For all of those reasons I am now -1 on this pitch but please continue to iterate if you think there's something valuable lurking here.
Have a nice day!
-Pat
I honestly don't see any particular utility in the OP proposal. Being able to write something like this
let { make, model, year } = car
instead of
let make = car.make
let model = car.model
let year = car.year
doesn't seem, at least to me, to justify the surely substantial changes to the compiler, just for saving a couple of characters. AFAIK, Javascript "type system" is essentially structural, which is not a good match for Swift.
But the idea of destructuring structs for (exhaustive) patter matching purposes is one of the key missing features in Swift, in my opinion, and would be extremely useful, exactly for the same reasons why exhaustive pattern matching on enums is useful.
I would actually look a bit further ahead though: the actual missing feature in Swift, I think, is generalized pattern matching with variable binding. What I would actually like to write, one day, is something like:
let foo = "some interesting string"
switch foo {
case ("some ", let adjective, " string"):
print(adjective) // prints "interesting"
default:
break
}
struct Person {
var name: String
var age: Int
}
let bar = Person(name: "Foober", age: 42)
switch bar {
case (name: "Foober", age: let age):
print("Foober is", age) // prints "Foober is 42"
case (name: _, age: let age):
print("Someone is", age) // prints "Someone is 42"
}
This would be a 2-step process:
- define a syntax to declare a pattern with variable binding;
- synthesize patterns for common types and structures (possibly under a protocol conformance, like
Matchable
).
For example, in the Person
and String
cases, the syntax could be something like:
func ~=(pattern: (&name: String, &age: Int), value: Person) -> Bool {
name &= value.name
age &= value.age
return value.name == name && value.age == age
}
func ~=(pattern: (&portions: Substring...), value: String) -> Bool {
portions &= value
return value == portions.reduce("", +)
}
Although the proposal has basically been withdrawn now, I just wanted to chime in on this because I think I've seen this argument a couple of times. "Saving a couple of characters" was never the point. It's about eliminating redundancy, which is not about terseness or brevity for its own sake, but rather reducing opportunities for error.

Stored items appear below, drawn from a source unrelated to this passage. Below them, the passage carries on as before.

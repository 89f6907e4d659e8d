pub type DriftwallResult<T> = Result<T, DriftwallError>;

#[derive(thiserror::Error, Debug)]
pub enum DriftwallError {
    #[error("schedule format error: {0}")]
    ScheduleFormat(String),

    #[error("schedule has no events")]
    EmptySchedule,

    #[error("schedule total duration is zero")]
    DegenerateSchedule,

    #[error("image load error: {0}")]
    ImageLoad(String),

    #[error("invalid directory: {0}")]
    InvalidDirectory(String),

    #[error("need at least 2 images to build a playlist, found {found}")]
    InsufficientImages { found: usize },

    #[error(transparent)]
    Other(#[from] anyhow::Error),
}

impl DriftwallError {
    pub fn schedule_format(msg: impl Into<String>) -> Self {
        Self::ScheduleFormat(msg.into())
    }

    pub fn image_load(msg: impl Into<String>) -> Self {
        Self::ImageLoad(msg.into())
    }

    pub fn invalid_directory(msg: impl Into<String>) -> Self {
        Self::InvalidDirectory(msg.into())
    }

    /// True for errors a refresh tick recovers from by keeping the prior
    /// frame; everything else is fatal at load time.
    pub fn is_recoverable(&self) -> bool {
        matches!(self, Self::DegenerateSchedule | Self::ImageLoad(_))
    }
}

#[cfg(test)]
mod tests {
    use super::*;

    #[test]
    fn display_prefixes_are_stable() {
        assert!(
            DriftwallError::schedule_format("x")
                .to_string()
                .contains("schedule format error:")
        );
        assert!(
            DriftwallError::image_load("x")
                .to_string()
                .contains("image load error:")
        );
        assert!(
            DriftwallError::InsufficientImages { found: 1 }
                .to_string()
                .contains("found 1")
        );
    }

    #[test]
    fn recoverable_split_matches_taxonomy() {
        assert!(DriftwallError::DegenerateSchedule.is_recoverable());
        assert!(DriftwallError::image_load("x").is_recoverable());
        assert!(!DriftwallError::EmptySchedule.is_recoverable());
        assert!(!DriftwallError::schedule_format("x").is_recoverable());
    }

    #[test]
    fn other_preserves_source() {
        let base = std::io::Error::other("boom");
        let err = DriftwallError::Other(anyhow::Error::new(base));
        assert!(err.to_string().contains("boom"));
    }
}
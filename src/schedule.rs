use std::path::{Path, PathBuf};

use anyhow::Context as _;
use time::{Date, Month, PrimitiveDateTime, Time};

use crate::error::{DriftwallError, DriftwallResult};

/// One scheduled unit of the playlist: a still display or a timed crossfade
/// between two images.
#[derive(Clone, Debug, serde::Serialize, serde::Deserialize)]
#[serde(tag = "kind", rename_all = "snake_case")]
pub enum Event {
    Static {
        duration: i64, // seconds, > 0
        file: PathBuf,
    },
    Transition {
        duration: i64, // seconds, > 0
        from: PathBuf,
        to: PathBuf,
    },
}

impl Event {
    pub fn duration(&self) -> i64 {
        match self {
            Self::Static { duration, .. } | Self::Transition { duration, .. } => *duration,
        }
    }

    /// Crossfade progress in [0, 1] for a transition at `elapsed` seconds
    /// into the event. Statics have no progress concept.
    pub fn progress(&self, elapsed: i64) -> Option<f64> {
        match self {
            Self::Static { .. } => None,
            Self::Transition { duration, .. } => {
                Some((elapsed as f64 / *duration as f64).clamp(0.0, 1.0))
            }
        }
    }
}

/// Ordered, cyclic sequence of events plus the absolute anchor that marks
/// cycle position zero. Immutable after construction.
#[derive(Clone, Debug, serde::Serialize, serde::Deserialize)]
pub struct Timeline {
    anchor: PrimitiveDateTime,
    events: Vec<Event>,
}

/// Placeholder duration for the degenerate one-still timeline; the schedule
/// never advances past its only event.
const SINGLE_STILL_DURATION: i64 = i64::MAX;

impl Timeline {
    /// Build a validated timeline. Rejects an empty event list and any
    /// non-positive duration (the schema does not forbid them, the core does).
    pub fn new(anchor: PrimitiveDateTime, events: Vec<Event>) -> DriftwallResult<Self> {
        if events.is_empty() {
            return Err(DriftwallError::EmptySchedule);
        }
        for (i, event) in events.iter().enumerate() {
            if event.duration() <= 0 {
                return Err(DriftwallError::schedule_format(format!(
                    "event {i} has non-positive duration {}",
                    event.duration()
                )));
            }
        }
        Ok(Self { anchor, events })
    }

    /// One-`Static`-event timeline for a bare image input. Progress and
    /// cycling do not apply; the caller renders once.
    pub fn single_image(path: impl Into<PathBuf>) -> Self {
        Self {
            anchor: PrimitiveDateTime::new(Date::MIN, Time::MIDNIGHT),
            events: vec![Event::Static {
                duration: SINGLE_STILL_DURATION,
                file: path.into(),
            }],
        }
    }

    /// Read and parse a schedule XML file.
    pub fn load(path: &Path) -> DriftwallResult<Self> {
        let text = std::fs::read_to_string(path)
            .with_context(|| format!("read schedule '{}'", path.display()))?;
        Self::from_xml_str(&text)
    }

    /// Parse a `<background>` schedule document: a `<starttime>` anchor and
    /// zero or more `<static>`/`<transition>` events in document order.
    pub fn from_xml_str(text: &str) -> DriftwallResult<Self> {
        let doc = roxmltree::Document::parse(text)
            .map_err(|e| DriftwallError::schedule_format(format!("malformed xml: {e}")))?;

        let root = doc.root_element();
        if root.tag_name().name() != "background" {
            return Err(DriftwallError::schedule_format(format!(
                "expected <background> root, got <{}>",
                root.tag_name().name()
            )));
        }

        let mut anchor = None;
        let mut events = Vec::new();

        for node in root.children().filter(roxmltree::Node::is_element) {
            match node.tag_name().name() {
                "starttime" => anchor = Some(parse_starttime(node)?),
                "static" => events.push(Event::Static {
                    duration: child_i64(node, "duration")?,
                    file: PathBuf::from(child_text(node, "file")?),
                }),
                // A `type` attribute may be present; there is only one blend
                // algorithm, so it carries no distinction here.
                "transition" => events.push(Event::Transition {
                    duration: child_i64(node, "duration")?,
                    from: PathBuf::from(child_text(node, "from")?),
                    to: PathBuf::from(child_text(node, "to")?),
                }),
                _ => {}
            }
        }

        let anchor =
            anchor.ok_or_else(|| DriftwallError::schedule_format("missing <starttime>"))?;
        Self::new(anchor, events)
    }

    pub fn anchor(&self) -> PrimitiveDateTime {
        self.anchor
    }

    pub fn events(&self) -> &[Event] {
        &self.events
    }

    pub fn len(&self) -> usize {
        self.events.len()
    }

    pub fn is_empty(&self) -> bool {
        self.events.is_empty()
    }

    pub fn get(&self, index: usize) -> Option<&Event> {
        self.events.get(index)
    }

    /// Cycle period: the playlist repeats with this total length in seconds.
    pub fn total_duration(&self) -> i64 {
        self.events.iter().map(Event::duration).sum()
    }
}

/// True when `path` names an existing still image rather than a schedule:
/// `.png`/`.jpg`/`.jpeg`, case-insensitive.
pub fn is_single_image_path(path: &Path) -> bool {
    path.is_file() && has_image_extension(path)
}

pub(crate) fn has_image_extension(path: &Path) -> bool {
    path.extension()
        .and_then(|s| s.to_str())
        .is_some_and(|ext| {
            let ext = ext.to_ascii_lowercase();
            ext == "png" || ext == "jpg" || ext == "jpeg"
        })
}

fn parse_starttime(node: roxmltree::Node<'_, '_>) -> DriftwallResult<PrimitiveDateTime> {
    let year = child_i64(node, "year")?;
    let month = child_i64(node, "month")?;
    let day = child_i64(node, "day")?;
    let hour = child_i64(node, "hour")?;
    let minute = child_i64(node, "minute")?;
    let second = child_i64(node, "second")?;

    let month = u8::try_from(month)
        .ok()
        .and_then(|m| Month::try_from(m).ok())
        .ok_or_else(|| DriftwallError::schedule_format(format!("invalid month {month}")))?;
    let date = Date::from_calendar_date(
        i32::try_from(year)
            .map_err(|_| DriftwallError::schedule_format(format!("invalid year {year}")))?,
        month,
        u8::try_from(day)
            .map_err(|_| DriftwallError::schedule_format(format!("invalid day {day}")))?,
    )
    .map_err(|e| DriftwallError::schedule_format(format!("invalid starttime date: {e}")))?;
    let time = Time::from_hms(
        u8::try_from(hour)
            .map_err(|_| DriftwallError::schedule_format(format!("invalid hour {hour}")))?,
        u8::try_from(minute)
            .map_err(|_| DriftwallError::schedule_format(format!("invalid minute {minute}")))?,
        u8::try_from(second)
            .map_err(|_| DriftwallError::schedule_format(format!("invalid second {second}")))?,
    )
    .map_err(|e| DriftwallError::schedule_format(format!("invalid starttime clock: {e}")))?;

    Ok(PrimitiveDateTime::new(date, time))
}

fn child_text<'a>(node: roxmltree::Node<'a, '_>, name: &str) -> DriftwallResult<&'a str> {
    node.children()
        .find(|c| c.has_tag_name(name))
        .and_then(|c| c.text())
        .map(str::trim)
        .filter(|s| !s.is_empty())
        .ok_or_else(|| {
            DriftwallError::schedule_format(format!(
                "<{}> is missing <{name}>",
                node.tag_name().name()
            ))
        })
}

fn child_i64(node: roxmltree::Node<'_, '_>, name: &str) -> DriftwallResult<i64> {
    let text = child_text(node, name)?;
    text.parse::<i64>().map_err(|_| {
        DriftwallError::schedule_format(format!("<{name}> is not an integer: '{text}'"))
    })
}
use std::path::PathBuf;

use time::Duration;

use driftwall::{Event, Timeline, builder::build_playlist, resolve};

fn temp_dir(name: &str) -> PathBuf {
    std::env::temp_dir().join(format!(
        "driftwall_{name}_{}_{}",
        std::process::id(),
        std::time::SystemTime::now()
            .duration_since(std::time::UNIX_EPOCH)
            .unwrap()
            .as_nanos()
    ))
}

#[test]
fn built_playlist_loads_and_resolves() {
    let tmp = temp_dir("roundtrip");
    std::fs::create_dir_all(&tmp).unwrap();
    for name in ["dawn.png", "noon.jpg", "dusk.jpeg"] {
        std::fs::write(tmp.join(name), b"placeholder").unwrap();
    }

    let out = build_playlist(&tmp).unwrap();
    assert!(out.ends_with("dynamic_wallpaper.xml"));

    let tl = Timeline::load(&out).unwrap();
    assert_eq!(tl.len(), 6);
    assert_eq!(tl.total_duration(), 86_400);

    // Statics and transitions strictly alternate, starting with a static.
    for (i, event) in tl.events().iter().enumerate() {
        match event {
            Event::Static { duration, .. } => {
                assert_eq!(i % 2, 0);
                assert_eq!(*duration, 27_000);
            }
            Event::Transition { duration, from, to } => {
                assert_eq!(i % 2, 1);
                assert_eq!(*duration, 1_800);
                assert_ne!(from, to);
            }
        }
    }

    // The anchor predates "now" by decades; resolution still lands in range
    // anywhere in the day, and one full day later resolves identically.
    let t0 = tl.anchor();
    for offset in [0i64, 3_600, 27_000, 28_799, 28_800, 86_399] {
        let now = t0 + Duration::seconds(offset);
        let r = resolve(&tl, now).unwrap();
        assert!(r.index < tl.len());
        assert!(r.elapsed_in_event < tl.get(r.index).unwrap().duration());

        let tomorrow = resolve(&tl, now + Duration::days(1)).unwrap();
        assert_eq!(tomorrow, r);
    }

    std::fs::remove_dir_all(&tmp).ok();
}
use std::path::PathBuf;

use anyhow::Context as _;
use clap::Parser;
use time::{OffsetDateTime, PrimitiveDateTime};

use driftwall::{RefreshLoop, Surface, Timeline, schedule};

#[derive(Parser, Debug)]
#[command(name = "driftwall", version)]
struct Cli {
    /// Schedule XML, or a single still image (.png/.jpg/.jpeg).
    input: PathBuf,

    /// Surface size as WIDTHxHEIGHT.
    #[arg(long, default_value = "1920x1080", value_parser = parse_size)]
    size: (u32, u32),

    /// Seconds between schedule re-polls.
    #[arg(long, default_value_t = 300)]
    interval: u64,

    /// Write each composited frame to this PNG path.
    #[arg(long)]
    out: Option<PathBuf>,

    /// Print the parsed schedule as JSON to stderr and exit.
    #[arg(long)]
    dump_schedule: bool,
}

fn main() -> anyhow::Result<()> {
    tracing_subscriber::fmt()
        .with_env_filter(tracing_subscriber::EnvFilter::from_default_env())
        .with_writer(std::io::stderr)
        .init();

    let cli = Cli::parse();

    let single_still = schedule::is_single_image_path(&cli.input);
    let timeline = if single_still {
        Timeline::single_image(&cli.input)
    } else {
        Timeline::load(&cli.input)
            .with_context(|| format!("load schedule '{}'", cli.input.display()))?
    };

    if cli.dump_schedule {
        eprintln!("{}", serde_json::to_string_pretty(&timeline)?);
        return Ok(());
    }

    let (width, height) = cli.size;
    let mut surface = Surface::new(width, height);
    let mut refresh = RefreshLoop::new(timeline, 3, now_local());

    loop {
        let rendered = refresh.tick(now_local(), &mut surface)?;
        if rendered {
            present(&surface, cli.out.as_deref())?;
        } else if single_still {
            // A bare image that fails to decode has nothing to fall back to.
            anyhow::bail!("failed to render image '{}'", cli.input.display());
        }

        if single_still {
            // One static frame, no recurring timer needed.
            return Ok(());
        }
        std::thread::sleep(std::time::Duration::from_secs(cli.interval.max(1)));
    }
}

fn present(surface: &Surface, out: Option<&std::path::Path>) -> anyhow::Result<()> {
    let Some(out) = out else {
        tracing::debug!("frame composited, no --out target");
        return Ok(());
    };

    image::save_buffer_with_format(
        out,
        &surface.rgba8,
        surface.width,
        surface.height,
        image::ColorType::Rgba8,
        image::ImageFormat::Png,
    )
    .with_context(|| format!("write frame '{}'", out.display()))?;
    tracing::info!(path = %out.display(), "frame written");
    Ok(())
}

fn now_local() -> PrimitiveDateTime {
    // The anchor is a naive local timestamp; compare against the naive local
    // clock. Falling back to UTC beats refusing to start when the offset
    // cannot be determined.
    let now = OffsetDateTime::now_local().unwrap_or_else(|_| {
        tracing::warn!("local UTC offset unavailable, using UTC");
        OffsetDateTime::now_utc()
    });
    PrimitiveDateTime::new(now.date(), now.time())
}

fn parse_size(s: &str) -> Result<(u32, u32), String> {
    let (w, h) = s
        .split_once(['x', 'X'])
        .ok_or_else(|| format!("expected WIDTHxHEIGHT, got '{s}'"))?;
    let w = w.parse::<u32>().map_err(|_| format!("bad width '{w}'"))?;
    let h = h.parse::<u32>().map_err(|_| format!("bad height '{h}'"))?;
    if w == 0 || h == 0 {
        return Err("surface size must be non-zero".to_string());
    }
    Ok((w, h))
}
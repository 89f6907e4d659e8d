use std::{
    collections::HashMap,
    path::{Path, PathBuf},
    sync::Arc,
};

use anyhow::Context as _;

use crate::error::{DriftwallError, DriftwallResult};

/// Decoded raster in premultiplied RGBA8, row-major, tightly packed.
/// Immutable once decoded; shared between cache and compositor by `Arc`.
#[derive(Clone, Debug)]
pub struct DecodedImage {
    pub width: u32,
    pub height: u32,
    pub rgba8_premul: Arc<Vec<u8>>,
}

/// Bounded image store with strict least-recently-used eviction.
///
/// Playlists reference a small, slowly rotating working set (the current
/// still, or the two endpoints of the active transition), so a shallow LRU
/// keeps everything the compositor needs resident without unbounded growth.
/// Both reads and inserts count as use.
pub struct ImageCache {
    capacity: usize,
    images: HashMap<PathBuf, DecodedImage>,
    // Recency order, least recently used first. Small enough that a vector
    // beats anything cleverer.
    order: Vec<PathBuf>,
    decode_counts: HashMap<PathBuf, u64>,
}

impl ImageCache {
    pub fn new(capacity: usize) -> Self {
        Self {
            capacity: capacity.max(1),
            images: HashMap::new(),
            order: Vec::new(),
            decode_counts: HashMap::new(),
        }
    }

    /// Return the decoded image for `path`, decoding on first reference.
    ///
    /// A hit only touches recency. A miss decodes, inserts as most recently
    /// used, and evicts exactly one LRU entry if the capacity is breached.
    /// A failed decode leaves the cache untouched so the caller keeps
    /// whatever was previously displayed.
    pub fn get_or_load(&mut self, path: &Path) -> DriftwallResult<DecodedImage> {
        if let Some(img) = self.images.get(path) {
            let img = img.clone();
            self.touch(path);
            return Ok(img);
        }

        let img = decode_image_file(path)?;
        *self.decode_counts.entry(path.to_path_buf()).or_insert(0) += 1;

        self.images.insert(path.to_path_buf(), img.clone());
        self.order.push(path.to_path_buf());
        if self.images.len() > self.capacity {
            let oldest = self.order.remove(0);
            self.images.remove(&oldest);
        }

        Ok(img)
    }

    pub fn contains(&self, path: &Path) -> bool {
        self.images.contains_key(path)
    }

    pub fn len(&self) -> usize {
        self.images.len()
    }

    pub fn is_empty(&self) -> bool {
        self.images.is_empty()
    }

    /// How many times `path` has been decoded since construction. Survives
    /// eviction; meant for tests and diagnostics.
    pub fn decode_count(&self, path: &Path) -> u64 {
        self.decode_counts.get(path).copied().unwrap_or(0)
    }

    fn touch(&mut self, path: &Path) {
        if let Some(pos) = self.order.iter().position(|p| p == path) {
            let key = self.order.remove(pos);
            self.order.push(key);
        }
    }
}

/// Decode an image file to premultiplied RGBA8.
pub fn decode_image_file(path: &Path) -> DriftwallResult<DecodedImage> {
    let bytes = std::fs::read(path)
        .with_context(|| format!("read image '{}'", path.display()))
        .map_err(|e| DriftwallError::image_load(format!("{e:#}")))?;
    decode_image(&bytes)
        .map_err(|e| DriftwallError::image_load(format!("decode '{}': {e}", path.display())))
}

fn decode_image(bytes: &[u8]) -> DriftwallResult<DecodedImage> {
    let dyn_img = image::load_from_memory(bytes)
        .map_err(|e| DriftwallError::image_load(e.to_string()))?;
    let rgba = dyn_img.to_rgba8();
    let (width, height) = rgba.dimensions();

    let mut rgba8_premul = rgba.into_raw();
    premultiply_rgba8_in_place(&mut rgba8_premul);

    Ok(DecodedImage {
        width,
        height,
        rgba8_premul: Arc::new(rgba8_premul),
    })
}

fn premultiply_rgba8_in_place(rgba: &mut [u8]) {
    for px in rgba.chunks_exact_mut(4) {
        let a = px[3] as u16;
        if a == 0 {
            px[0] = 0;
            px[1] = 0;
            px[2] = 0;
            continue;
        }
        px[0] = ((px[0] as u16 * a + 127) / 255) as u8;
        px[1] = ((px[1] as u16 * a + 127) / 255) as u8;
        px[2] = ((px[2] as u16 * a + 127) / 255) as u8;
    }
}
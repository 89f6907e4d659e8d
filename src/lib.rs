#![forbid(unsafe_code)]

pub mod builder;
pub mod cache;
pub mod composite;
pub mod error;
pub mod refresh;
pub mod schedule;
pub mod scheduler;

pub use cache::{DecodedImage, ImageCache};
pub use composite::{Frame, Surface, render};
pub use error::{DriftwallError, DriftwallResult};
pub use refresh::RefreshLoop;
pub use schedule::{Event, Timeline};
pub use scheduler::{ScheduleResult, resolve};
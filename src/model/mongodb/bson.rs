use std::fmt::{Display, Formatter};
use std::{ops::Deref, str::FromStr};

use mongodb::bson::{doc, oid::ObjectId, Bson, Document};
use rocket::{
    http::{
        impl_from_uri_param_identity,
        uri::fmt::{Path, UriDisplay},
    },
    request::FromParam,
};
use serde::{Deserialize, Serialize};

/// A database object ID, used for voters, admins and votes.
///
/// Serialised as an `ObjectId` in the database and rendered as a hex string
/// in URIs and logs.
#[derive(Debug, Clone, Copy, Hash, PartialEq, Eq, PartialOrd, Ord, Serialize, Deserialize)]
pub struct Id(ObjectId);

impl Id {
    /// Generate a fresh, unique ID.
    pub fn new() -> Self {
        Self(ObjectId::new())
    }

    /// A filter document matching this ID.
    pub fn as_doc(&self) -> Document {
        doc! { "_id": self.0 }
    }
}

impl Default for Id {
    fn default() -> Self {
        Self::new()
    }
}

impl Deref for Id {
    type Target = ObjectId;

    fn deref(&self) -> &Self::Target {
        &self.0
    }
}

impl Display for Id {
    fn fmt(&self, f: &mut Formatter<'_>) -> std::fmt::Result {
        write!(f, "{}", self.0.to_hex())
    }
}

impl FromStr for Id {
    type Err = mongodb::bson::oid::Error;

    fn from_str(s: &str) -> Result<Self, Self::Err> {
        Ok(Self(s.parse::<ObjectId>()?))
    }
}

impl From<ObjectId> for Id {
    fn from(id: ObjectId) -> Self {
        Self(id)
    }
}

impl From<Id> for Bson {
    fn from(id: Id) -> Self {
        Bson::ObjectId(id.0)
    }
}

impl<'a> FromParam<'a> for Id {
    type Error = mongodb::bson::oid::Error;

    fn from_param(param: &'a str) -> Result<Self, Self::Error> {
        param.parse::<Id>()
    }
}

impl UriDisplay<Path> for Id {
    fn fmt(&self, formatter: &mut rocket::http::uri::fmt::Formatter<'_, Path>) -> std::fmt::Result {
        formatter.write_value(self.to_string())
    }
}

impl_from_uri_param_identity!([Path] Id);

/// A filter document matching an integer `_id`.
///
/// BSON has no unsigned types, so the ID is widened to an `i64` to match
/// what the serializer stores.
pub fn u32_id_filter(id: u32) -> Document {
    doc! { "_id": i64::from(id) }
}
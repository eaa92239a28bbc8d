use proc_macro::TokenStream;
use proc_macro2::TokenStream as TokenStream2;
use quote::{format_ident, quote};
use syn::{
    parse_macro_input, spanned::Spanned, FnArg, GenericArgument, Ident, ItemFn, Pat, PathArguments,
    Signature, Type,
};

/// Transform an asynchronous test into a synchronous one, inject dependencies,
/// and ensure that the database is cleared regardless of how the test terminates.
///
/// Injectable dependencies are [`rocket::local::asynchronous::Client`],
/// [`mongodb::Database`], and [`crate::model::mongodb::Coll<T>`].
///
/// `#[backend_test(admin)]` logs the client in as the example admin, and
/// `#[backend_test(voter)]` as an unassigned example voter named `voter`.
#[proc_macro_attribute]
pub fn backend_test(args: TokenStream, input: TokenStream) -> TokenStream {
    let mut item_fn = parse_macro_input!(input as ItemFn);

    // Extract type information and reject invalid function signatures.
    let (test_args, collection_idents, collection_types) = match check_sig(item_fn.sig.clone()) {
        Ok(args) => args,
        Err(err) => {
            return err.into_compile_error().into();
        }
    };

    // Rename the future so the test can have its original name.
    let name = item_fn.sig.ident.clone();
    let new_name = format_ident!("{}_fut", name);
    item_fn.sig.ident = new_name.clone();

    // Log in the client as admin/voter if needed.
    let maybe_login = parse_macro_input!(args as Option<Ident>)
        .and_then(|arg| {
            if arg == "admin" {
                Some(quote! {
                    crate::model::mongodb::Coll::<crate::model::db::admin::NewAdmin>::from_db(&db)
                        .insert_one(crate::model::db::admin::NewAdmin::example(), None)
                        .await
                        .unwrap();

                    rocket_client
                        .post(uri!(crate::api::auth::authenticate))
                        .header(rocket::http::ContentType::JSON)
                        .body(rocket::serde::json::json!(crate::model::api::credentials::Credentials::example_admin()).to_string())
                        .dispatch()
                        .await;
                })
            } else if arg == "voter" {
                Some(quote! {
                    crate::model::mongodb::Coll::<crate::model::db::voter::NewVoter>::from_db(&db)
                        .insert_one(crate::model::db::voter::VoterCore::example("voter", None), None)
                        .await
                        .unwrap();

                    rocket_client
                        .post(uri!(crate::api::auth::voter_authenticate))
                        .header(rocket::http::ContentType::JSON)
                        .body(rocket::serde::json::json!({
                            "username": "voter",
                            "password": crate::model::db::voter::examples::EXAMPLE_PASSWORD,
                        }).to_string())
                        .dispatch()
                        .await;
                })
            } else {
                None
            }
        })
        .unwrap_or_default();

    // Rewrite the test function.
    quote! {
        #[test]
        fn #name() {
            /// Test setup.
            async fn setup() -> (rocket::local::asynchronous::Client, mongodb::Database) {
                let db_client = crate::db_client().await;
                let db_name = crate::database();
                let rocket_client = rocket::local::asynchronous::Client::tracked(crate::rocket_for_db(db_client.clone(), &db_name).await)
                    .await
                    .unwrap();
                let db = db_client.database(&db_name);

                #maybe_login

                (rocket_client, db)
            }

            /// The test itself.
            #item_fn

            /// Test cleanup.
            async fn cleanup(db: mongodb::Database) {
                db.drop(None).await.unwrap();
            }

            // Create an async runtime. We need a separate one for inside and
            // outside the `catch_unwind`.
            let outer_runtime = rocket::tokio::runtime::Builder::new_multi_thread()
                .thread_name("test-setup-cleanup")
                .worker_threads(1)
                .enable_all()
                .build()
                .unwrap();
            let inner_runtime = rocket::tokio::runtime::Builder::new_multi_thread()
                .thread_name("rocket-worker-test-thread")
                .worker_threads(1)
                .enable_all()
                .build()
                .unwrap();

            // Run the setup.
            let (rocket_client, db) = outer_runtime.block_on(setup());

            // Run the test, catching any panics.
            // Use mutexes to safely transfer `!UnwindSafe` data.
            let client_mutex = std::sync::Mutex::new(rocket_client);
            let db_mutex = std::sync::Mutex::new(db.clone());
            let runtime_mutex = std::sync::Mutex::new(inner_runtime);
            let result = std::panic::catch_unwind(|| {
                let rocket_client = client_mutex.into_inner().unwrap();
                let db = db_mutex.into_inner().unwrap();
                let runtime = runtime_mutex.into_inner().unwrap();

                #(
                    let #collection_idents = crate::model::mongodb::Coll::<#collection_types>::from_db(&db);
                )*

                runtime.block_on(#new_name(#(#test_args),* #(,#collection_idents)*));
            });

            // Run the cleanup.
            outer_runtime.block_on(cleanup(db));

            // If the test panicked, re-raise the panic.
            if let Err(cause) = result {
                std::panic::panic_any(cause);
            }
        }
    }
    .into()
}

/// Ensure the wrapped test is async, extract parameters to inject, and reject unknown parameters.
#[allow(clippy::type_complexity)]
fn check_sig(sig: Signature) -> Result<(Vec<TokenStream2>, Vec<Ident>, Vec<Ident>), syn::Error> {
    if sig.asyncness.is_none() {
        return Err(syn::Error::new(sig.span(), "Test must be marked `async`"));
    }

    let mut has_client = false;
    let mut has_db = false;
    let mut args = vec![];
    let mut collection_idents = vec![];
    let mut collection_types = vec![];

    for input in &sig.inputs {
        if let FnArg::Typed(pat_type) = input {
            if let Pat::Ident(pat_ident) = &*pat_type.pat {
                if let Type::Path(type_path) = &*pat_type.ty {
                    if let Some(type_ident) = type_path.path.get_ident() {
                        if type_ident == "Client" {
                            if has_client {
                                return Err(syn::Error::new(input.span(), "Test cannot accept more than one `rocket::local::asynchronous::Client`"));
                            }
                            has_client = true;
                            args.push(quote! { rocket_client });
                            continue;
                        } else if type_ident == "Database" {
                            if has_db {
                                return Err(syn::Error::new(
                                    input.span(),
                                    "Test cannot accept more than one `mongodb::Database`",
                                ));
                            }
                            has_db = true;
                            args.push(quote! { db });
                            continue;
                        }
                    } else {
                        // Valid as the last path segment for any type is itself
                        let possible_collection = type_path.path.segments.last().unwrap();
                        if possible_collection.ident == "Coll" {
                            if let PathArguments::AngleBracketed(generics) =
                                &possible_collection.arguments
                            {
                                if let Some(GenericArgument::Type(Type::Path(type_path))) =
                                    generics.args.first()
                                {
                                    if let Some(type_ident) = type_path.path.get_ident() {
                                        collection_idents.push(pat_ident.ident.clone());
                                        collection_types.push(type_ident.clone());
                                        continue;
                                    }
                                }
                            }
                        }
                    }
                }
            }
        }

        return Err(syn::Error::new(
            input.span(),
            "Expected one of `client_ident: Client`, `db_ident: Database` or `collection_ident: Coll<T>`",
        ));
    }

    Ok((args, collection_idents, collection_types))
}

I think for nominal types, you'd want to be able to delegate the destructuring to the type (in the same way that construction is delegated to the type). I'm thinking of something like Scala's unapply
function that's used for object extraction. That would also be useful for generalised parsing/regexes in the future.
I share what you said.
On the apple web site it is written:
"Swift is a robust and intuitive programming language...
Swift is easy to use..."
But nowadays it is already not so easy and intuitive for newcomers in many places. The problem we discuss is not so big in general, but solutions complicate the language. May be in some projects it is needed more often than in others. But those people can write about ten functions to achieve the goal, like this one:
func destr<T, A, B, C>(_ instance: T, _ body: (T) -> (A, B, C)) -> (A, B, C) { body(instance) }
let (model, year, brand) = destr(car) { ($0.model, $0.year, $0.brand) }
We can also write some other functions to make code shorter when we don't need destructuring:
func doWith<T>(_ instance: T, body: (T) -> Void) { body(instance) }
func mutate<T>(_ instance: inout T, body: (inout T) -> Void) { body(&instance) }
doWith(car) {
print($0.model)
print($0.brand)
}
mutate(&profile) {
$0.name = "personName"
$0.birthDate = "01.01.2021"
}
Almost always we don't need to destructure all properties of a class or struct, we need only several of them.
In my own experience the need of destructuring is not so often. In our codebase about 55k lines of code it can be used in less then 10 places.